In the collection centers in Baures and Tipnis, wooden boxes have been implemented as fermenters with a quality improvement up to 80-85%, still lower than the 95% industry demand.

Fermenters can be (see Annex 1.pdf):

  • single box (0.8x0.45x0.45 m with capacity of 75 Kg wet)
  • double box (1.45x0.55x0.55 m capacity 120 kg wet)
  • ladder type, made up of several simple boxes, arranged in a ladder to facilitate manual transfer from one box to another, and ensure their turning and ventilation.

The beans in the boxes are covered with leaves or plastic to ensure that the fermentation process generates a temperature increase up to 45°C, if the conditions are ideal, and which should ideally be maintained between 48 and 51ºC.

To improve fermentation, beans need to be homogeneously aerated, moving them from top to bottom.
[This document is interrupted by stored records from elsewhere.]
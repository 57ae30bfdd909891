//! Dependency installation via pip
//!
//! Runs `<python> -m pip install` against a requirements manifest with an
//! explicit `--target` directory, inheriting the terminal so pip's own
//! progress output stays visible.

use crate::error::{PyzpackError, PyzpackResult};
use async_trait::async_trait;
use std::path::Path;
use std::process::Stdio;
use tokio::process::Command;
use tracing::debug;

/// Installs a requirements manifest into a target directory
#[async_trait]
pub trait Installer: Send + Sync {
    /// Install every requirement in `manifest` into `target`
    async fn install(&self, manifest: &Path, target: &Path) -> PyzpackResult<()>;
}

/// [`Installer`] backed by the pip module of a Python interpreter
pub struct PipInstaller {
    python: String,
}

impl PipInstaller {
    /// Create an installer that runs pip through `python`
    pub fn new(python: impl Into<String>) -> Self {
        Self {
            python: python.into(),
        }
    }

    fn argv(&self, manifest: &Path, target: &Path) -> Vec<String> {
        vec![
            self.python.clone(),
            "-m".to_string(),
            "pip".to_string(),
            "install".to_string(),
            "-r".to_string(),
            manifest.display().to_string(),
            "--target".to_string(),
            target.display().to_string(),
        ]
    }
}

#[async_trait]
impl Installer for PipInstaller {
    async fn install(&self, manifest: &Path, target: &Path) -> PyzpackResult<()> {
        let argv = self.argv(manifest, target);
        debug!("Executing: {}", argv.join(" "));

        let status = Command::new(&argv[0])
            .args(&argv[1..])
            .stdin(Stdio::inherit())
            .stdout(Stdio::inherit())
            .stderr(Stdio::inherit())
            .status()
            .await
            .map_err(|e| {
                PyzpackError::tool_failed(
                    &self.python,
                    argv.join(" "),
                    format!("Install Python and ensure `{}` is on PATH", self.python),
                    e,
                )
            })?;

        if status.success() {
            Ok(())
        } else {
            Err(PyzpackError::ToolExit {
                command: argv.join(" "),
                code: status.code().unwrap_or(-1),
            })
        }
    }
}
//! CLI argument definitions using clap derive

use clap::{ArgAction, Parser, Subcommand, ValueEnum};
use std::path::PathBuf;

/// pyzpack - Python app packer with a content-addressed dependency cache
///
/// Packs an application directory plus its pip-resolved dependencies into a
/// single executable .pyz archive via shiv, skipping the pip install when
/// the requirements manifest has not changed since the last build.
#[derive(Parser, Debug)]
#[command(name = "pyzpack")]
#[command(author, version, about, long_about = None)]
#[command(propagate_version = true)]
pub struct Cli {
    /// Subcommand to execute
    #[command(subcommand)]
    pub command: Commands,

    /// Increase verbosity (-v info, -vv debug)
    #[arg(short, long, global = true, action = ArgAction::Count)]
    pub verbose: u8,
}

/// Available commands
#[derive(Subcommand, Debug)]
pub enum Commands {
    /// Build the executable archive
    Build(BuildArgs),

    /// Inspect and reclaim dependency caches
    Cache(CacheArgs),

    /// Initialize a pyzpack.toml config
    Init(InitArgs),
}

/// Arguments for the build command
#[derive(Parser, Debug)]
pub struct BuildArgs {
    /// Package directory (defaults to current directory)
    pub package_dir: Option<PathBuf>,

    /// App directory name inside the package directory
    #[arg(short, long)]
    pub app: Option<String>,

    /// Entry point as module:function
    #[arg(short, long)]
    pub entry_point: Option<String>,

    /// Requirements manifest, relative to the package directory
    #[arg(short, long)]
    pub requirements: Option<PathBuf>,

    /// Interpreter used for pip and for the archive shebang
    #[arg(short, long, env = "PYZPACK_PYTHON")]
    pub python: Option<String>,

    /// Archive output path (defaults to <app>.pyz in the package directory)
    #[arg(short, long)]
    pub output: Option<PathBuf>,

    /// Preamble script bundled into the archive
    #[arg(long)]
    pub preamble: Option<PathBuf>,

    /// Reinstall dependencies even when the manifest is unchanged
    #[arg(long)]
    pub force_deps: bool,
}

/// Arguments for the init command
#[derive(Parser, Debug)]
pub struct InitArgs {
    /// Overwrite an existing pyzpack.toml
    #[arg(short, long)]
    pub force: bool,

    /// Target directory (defaults to current directory)
    #[arg(short, long)]
    pub path: Option<PathBuf>,
}

/// Arguments for the cache command
#[derive(Parser, Debug)]
pub struct CacheArgs {
    /// Subcommand for cache
    #[command(subcommand)]
    pub action: CacheAction,
}

/// Cache subcommands
#[derive(Subcommand, Debug)]
pub enum CacheAction {
    /// List the entries of a runtime cache root
    List {
        /// Cache root to scan (defaults to ~/.shiv)
        #[arg(long)]
        root: Option<PathBuf>,

        /// Output format
        #[arg(short, long, default_value = "table")]
        format: OutputFormat,
    },

    /// Show the reuse-vs-reinstall decision for a package
    Info {
        /// Package directory (defaults to current directory)
        package_dir: Option<PathBuf>,

        /// Requirements manifest override, relative to the package directory
        #[arg(short, long)]
        requirements: Option<PathBuf>,
    },

    /// Delete cache entries left behind by other builds
    Reclaim {
        /// site-packages directory of the current build's cache entry
        #[arg(long)]
        site_packages: PathBuf,

        /// Build identifier of the current build
        #[arg(long)]
        build_id: String,

        /// Show what would be deleted without deleting anything
        #[arg(long)]
        dry_run: bool,
    },
}

/// Output format for cache list
#[derive(Debug, Clone, Copy, ValueEnum)]
pub enum OutputFormat {
    /// Human-readable table
    Table,
    /// JSON output
    Json,
    /// Simple text (one per line)
    Plain,
}
//! Dependency-cache gate and stale-entry reclamation
//!
//! Two concerns share this module:
//!
//! - the reuse-vs-reinstall gate for a package's dependency distribution
//!   directory, keyed by the fingerprint of its requirements manifest
//!   ([`gate`], [`fingerprint`]);
//! - reclamation of stale runtime cache entries left behind by builds other
//!   than the current one ([`reclaim`]).
//!
//! The gate owns the fingerprint record inside the distribution directory
//! and only rewrites it after a successful install, so an interrupted or
//! failed install always forces a retry.

pub mod fingerprint;
pub mod gate;
pub mod reclaim;

pub use fingerprint::{fingerprint, read_record, store_record};
pub use gate::{CacheOutcome, CacheStatus, DependencyCache, RECORD_FILENAME};
pub use reclaim::{CacheEntryName, ReclaimSummary, Reclaimer, BUILD_ID_LEN};

use std::fs;
use std::path::Path;

/// Format bytes as human-readable size (e.g., "1.5 GB")
pub fn format_bytes(bytes: u64) -> String {
    const KB: u64 = 1024;
    const MB: u64 = KB * 1024;
    const GB: u64 = MB * 1024;

    if bytes >= GB {
        format!("{:.1} GB", bytes as f64 / GB as f64)
    } else if bytes >= MB {
        format!("{:.1} MB", bytes as f64 / MB as f64)
    } else if bytes >= KB {
        format!("{:.1} KB", bytes as f64 / KB as f64)
    } else {
        format!("{} B", bytes)
    }
}

/// Total size of a directory tree in bytes, best-effort.
///
/// Unreadable entries count as zero; the result is informational only.
pub fn dir_size(path: &Path) -> u64 {
    let mut size = 0;
    if let Ok(entries) = fs::read_dir(path) {
        for entry in entries.flatten() {
            let path = entry.path();
            if path.is_dir() {
                size += dir_size(&path);
            } else if let Ok(meta) = entry.metadata() {
                size += meta.len();
            }
        }
    }
    size
}
//! pyzpack - CLI entry point that dispatches to subcommands.

use clap::Parser;
use console::style;
use pyzpack::cli::{Cli, Commands};
use pyzpack::error::PyzpackResult;
use std::process::ExitCode;
use tracing_subscriber::EnvFilter;

#[tokio::main]
async fn main() -> ExitCode {
    match run().await {
        Ok(()) => ExitCode::SUCCESS,
        Err(e) => {
            eprintln!("{} {}", style("Error:").red().bold(), e);
            if let Some(hint) = e.hint() {
                eprintln!("{} {}", style("Hint:").yellow(), hint);
            }
            ExitCode::FAILURE
        }
    }
}

async fn run() -> PyzpackResult<()> {
    let cli = Cli::parse();

    // Initialize logging: 0 = warn, 1 = info, 2+ = debug
    let filter = match cli.verbose {
        0 => EnvFilter::new("pyzpack=warn"),
        1 => EnvFilter::new("pyzpack=info"),
        _ => EnvFilter::new("pyzpack=debug"),
    };

    tracing_subscriber::fmt()
        .with_env_filter(filter)
        .with_target(false)
        .without_time()
        .init();

    match cli.command {
        Commands::Build(args) => pyzpack::cli::commands::build(args).await,
        Commands::Cache(args) => pyzpack::cli::commands::cache(args).await,
        Commands::Init(args) => pyzpack::cli::commands::init(args).await,
    }
}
With fermentation boxes aeration must be performed manually, at least once a day.

The aeration process has an immediate cooling effect (it is done with the box open), releasing CO2 and consequently increasing the activity of acetic bacteria (which generate acetic acid), partly necessary for the process. The purpose of this activity is to ensure a consistent fermentation.

Increased aeration at the surface generates a rapid increase in temperature at the center. The amount of beans to be fermented or batch size is linked to the degree of aeration and generated heat. The necessary quantity fluctuates between a minimum of 35 kg and a maximum of 450 kg. For optimal fermentation, a 100 kg batch is suggested.

The density of cocoa is approximately 900 kg/m3 (fresh cocoa) and 775 kg/m3 (fermented cocoa).

The process is carried out using visual indicators (swelling of the beans, reddish color of the mass and presence of foam on the surface). Despite of a skills training, those indicators are often not efficient for obtaining good quality in large volumes of cocoa.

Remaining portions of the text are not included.